Posted on : September 15, 2011

Figure . Label the stem to identify exactly how long it takes your rose bush to rebloom

Most modern roses sold today bloom somewhat regularly throughout the growing season.
In contrast, some old garden roses and climbing roses bloom once a year or bloom only in the spring and fall. Roses that bloom on a regular basis are called “repeat” bloomers.

The speed with which a rose (1) forms a new bloom-producing cane (stem) (2) develops a bud, and (3) the bud opens to a flower varies. When we cut off a dead spent bloom (deadheading) we signal to that stem to grow a new flower-producing stem. In repeat-blooming roses, the timing of the blooming process begins with the removal of an aged flower.

Generally it takes 4 to 10 weeks (28 to 70 days) for reblooming to occur. Roses having a lot of petals take longer to re-bloom than roses with only a few petals. Miniature roses, single roses (those with 5 to 12 petals) and some old garden roses (especially Chinas, noisettes and polyanthas) tend to re-bloom the fastest (28 – 32 days). Roses with a lot of petals (45 – 50) take longer to re-bloom, usually 6 weeks. While densely-petaled roses like Belinda’s Dream and Quietness (100+ petals) take the longest to rebloom, these roses hold their blooms on the bush a lot longer than their lesser-petaled counterparts. It is common for 100-petaled roses to last on the bush 10 to 14 days, making it worth the wait from a landscape impact perspective. A good rule of thumb is “more petals = more time.”

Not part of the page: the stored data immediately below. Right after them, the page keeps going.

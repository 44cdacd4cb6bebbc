use anyhow::Result;
use clap::{Parser, Subcommand};
use std::path::PathBuf;

use kinderxp::config::Config;

mod cli;

#[derive(Parser)]
#[command(name = "kinderxp")]
#[command(about = "Play corner progress - XP, levels, badges, streaks and daily rewards")]
#[command(version)]
struct Cli {
    /// Path to the config file (defaults to ~/.kinderxp/config.toml)
    #[arg(short, long, global = true)]
    config: Option<PathBuf>,

    /// Profile whose progress to use (overrides the config file)
    #[arg(short, long, global = true)]
    profile: Option<String>,

    /// Enable verbose logging
    #[arg(short, long, global = true)]
    verbose: bool,

    #[command(subcommand)]
    command: Option<Commands>,
}

#[derive(Subcommand)]
enum Commands {
    /// Show level, XP, streak and counters
    Status {
        /// Print the raw progress record as JSON
        #[arg(long)]
        json: bool,
    },

    /// Register today's visit (also happens on every other command)
    Visit,

    /// Claim today's daily reward
    Claim,

    /// Report a finished mini-game
    Game {
        /// Game identifier (e.g. "memory", "puzzle")
        game_id: String,

        #[arg(long)]
        score: u32,

        #[arg(long)]
        max: u32,
    },

    /// Report a story that was read
    Story {
        /// Story identifier
        story_id: String,
    },

    /// Grant XP directly
    Xp {
        amount: u32,

        /// Label shown in the activity log
        #[arg(long, default_value = "manual")]
        reason: String,
    },

    /// Award a badge by id
    Badge {
        badge_id: String,
    },

    /// List all badges and which ones are unlocked
    Badges,

    /// Show the recent activity log
    Log,

    /// Delete all progress for the profile
    Reset {
        /// Confirm the reset
        #[arg(long)]
        yes: bool,
    },

    /// Write a default ~/.kinderxp/config.toml
    Init {
        /// Overwrite existing config file
        #[arg(long)]
        force: bool,
    },
}

fn main() -> Result<()> {
    let cli = Cli::parse();

    // Initialize logging
    let log_level = if cli.verbose { "debug" } else { "info" };
    tracing_subscriber::fmt()
        .with_env_filter(
            tracing_subscriber::EnvFilter::try_from_default_env()
                .unwrap_or_else(|_| tracing_subscriber::EnvFilter::new(log_level)),
        )
        .with_writer(std::io::stderr)
        .init();

    if let Some(Commands::Init { force }) = cli.command {
        let path = cli.config.unwrap_or_else(Config::global_config_path);
        return cli::init::init_command(&path, force);
    }

    let mut config = Config::load(cli.config.as_deref())?;
    if let Some(profile) = cli.profile {
        config.storage.profile = profile;
    }

    let mut engine = cli::open_engine(&config);

    match cli.command {
        Some(Commands::Status { json }) => {
            cli::status::status_command(&mut engine, &config, json)?;
        }
        Some(Commands::Visit) => {
            cli::report::visit_command(&mut engine, &config);
        }
        Some(Commands::Claim) => {
            cli::report::claim_command(&mut engine, &config);
        }
        Some(Commands::Game {
            game_id,
            score,
            max,
        }) => {
            cli::report::game_command(&mut engine, &config, &game_id, score, max);
        }
        Some(Commands::Story { story_id }) => {
            cli::report::story_command(&mut engine, &config, &story_id);
        }
        Some(Commands::Xp { amount, reason }) => {
            cli::report::xp_command(&mut engine, &config, amount, &reason);
        }
        Some(Commands::Badge { badge_id }) => {
            cli::report::badge_command(&mut engine, &config, &badge_id);
        }
        Some(Commands::Badges) => {
            cli::status::badges_command(&mut engine, &config);
        }
        Some(Commands::Log) => {
            cli::status::log_command(&mut engine, &config);
        }
        Some(Commands::Reset { yes }) => {
            cli::report::reset_command(&mut engine, yes)?;
        }
        // Handled before loading the config
        Some(Commands::Init { .. }) => {}
        None => {
            // Default: show status
            cli::status::status_command(&mut engine, &config, false)?;
        }
    }

    Ok(())
}
//! Badge unlock rules
//!
//! Each check returns the badges whose threshold is met and which are not
//! yet unlocked. Awarding stays with the caller.

use super::badges::BadgeId;

fn check_milestones(count: u32, milestones: &[(u32, BadgeId)], unlocked: &[String]) -> Vec<BadgeId> {
    milestones
        .iter()
        .filter(|(threshold, id)| count >= *threshold && !unlocked.iter().any(|u| u == id.as_str()))
        .map(|(_, id)| *id)
        .collect()
}

/// Game badges from the lifetime game counters
pub fn check_game_badges(
    games_completed: u32,
    perfect_score_count: u32,
    unlocked: &[String],
) -> Vec<BadgeId> {
    let mut newly_unlocked = check_milestones(
        games_completed,
        &[
            (1, BadgeId::FirstGame),
            (10, BadgeId::TenGames),
            (25, BadgeId::TwentyFiveGames),
        ],
        unlocked,
    );

    newly_unlocked.extend(check_milestones(
        perfect_score_count,
        &[(1, BadgeId::PerfectScore), (5, BadgeId::FivePerfect)],
        unlocked,
    ));

    newly_unlocked
}

/// Story badges from the number of distinct stories read
pub fn check_story_badges(stories_read: u32, unlocked: &[String]) -> Vec<BadgeId> {
    check_milestones(
        stories_read,
        &[(5, BadgeId::StoryLover), (20, BadgeId::Bookworm)],
        unlocked,
    )
}

/// Streak badges from the current login streak
pub fn check_streak_badges(login_streak: u32, unlocked: &[String]) -> Vec<BadgeId> {
    check_milestones(
        login_streak,
        &[
            (3, BadgeId::Streak3),
            (7, BadgeId::Streak7),
            (14, BadgeId::Streak14),
            (30, BadgeId::Streak30),
        ],
        unlocked,
    )
}
//! Settings configuration types

use std::path::PathBuf;
use std::time::Duration;

use serde::{Deserialize, Serialize};

use crate::language::Language;
use crate::progress::NotificationKind;
use crate::store::{StoreBackend, DEFAULT_PROFILE};

/// Where progress records are kept
#[derive(Debug, Clone, Serialize, Deserialize)]
pub struct StorageSettings {
    /// Storage backend: "json" (default), "sqlite" or "memory"
    #[serde(default)]
    pub backend: StoreBackend,

    /// Directory for progress files
    /// Default: ~/.kinderxp
    #[serde(default, skip_serializing_if = "Option::is_none")]
    pub data_dir: Option<PathBuf>,

    /// Profile (one child) whose progress is loaded
    #[serde(default = "default_profile")]
    pub profile: String,
}

fn default_profile() -> String {
    DEFAULT_PROFILE.to_string()
}

impl Default for StorageSettings {
    fn default() -> Self {
        Self {
            backend: StoreBackend::default(),
            data_dir: None,
            profile: default_profile(),
        }
    }
}

/// Display settings
#[derive(Debug, Clone, Default, Serialize, Deserialize)]
pub struct DisplaySettings {
    /// Language for badge names and level titles: "en", "ru" or "uz"
    #[serde(default)]
    pub language: Language,
}

/// How long each kind of notification stays on screen, in seconds
#[derive(Debug, Clone, Serialize, Deserialize)]
pub struct NotificationSettings {
    #[serde(default = "default_level_up_secs")]
    pub level_up_secs: u64,

    #[serde(default = "default_badge_secs")]
    pub badge_secs: u64,

    #[serde(default = "default_daily_reward_secs")]
    pub daily_reward_secs: u64,

    #[serde(default = "default_streak_secs")]
    pub streak_secs: u64,

    #[serde(default = "default_xp_secs")]
    pub xp_secs: u64,
}

fn default_level_up_secs() -> u64 {
    5
}

fn default_badge_secs() -> u64 {
    4
}

fn default_daily_reward_secs() -> u64 {
    4
}

fn default_streak_secs() -> u64 {
    3
}

fn default_xp_secs() -> u64 {
    2
}

impl Default for NotificationSettings {
    fn default() -> Self {
        Self {
            level_up_secs: default_level_up_secs(),
            badge_secs: default_badge_secs(),
            daily_reward_secs: default_daily_reward_secs(),
            streak_secs: default_streak_secs(),
            xp_secs: default_xp_secs(),
        }
    }
}

impl NotificationSettings {
    /// Auto-dismiss delay for a notification
    pub fn display_for(&self, kind: NotificationKind) -> Duration {
        let secs = match kind {
            NotificationKind::LevelUp => self.level_up_secs,
            NotificationKind::Badge => self.badge_secs,
            NotificationKind::DailyReward => self.daily_reward_secs,
            NotificationKind::Streak => self.streak_secs,
            NotificationKind::Xp => self.xp_secs,
        };
        Duration::from_secs(secs)
    }
}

If you are planning a garden event where it is important to have a big floral impact on a certain date, you can even refine these general guidelines further to help your roses be in bloom for your event. Several months

before your event, when you remove a spent bloom from one of your bushes, write the
date that you cut the stem a plastic bread wrapper tab (Figure 1). Hook the tab on the cut stem on the rose bush. As soon as a new bloom forms and opens, calculate the number of days it took for that bloom to develop. This will allow you to count backwards from the date of your event for the number of days it took that rose to re-bloom. That number tells you how many days before the event you will need to groom and deadhead the bushes. Repeat this process on the different varieties of roses in your yard. To ensure a staggered bloom-out, groom your bushes over a 2 week period. This will help ensure that you will have a continual flow of color during the week of your event.

By knowing these blooming tidbits and staggering the deadheading process it is possible to ensure that your roses continually have flowers throughout the growing season.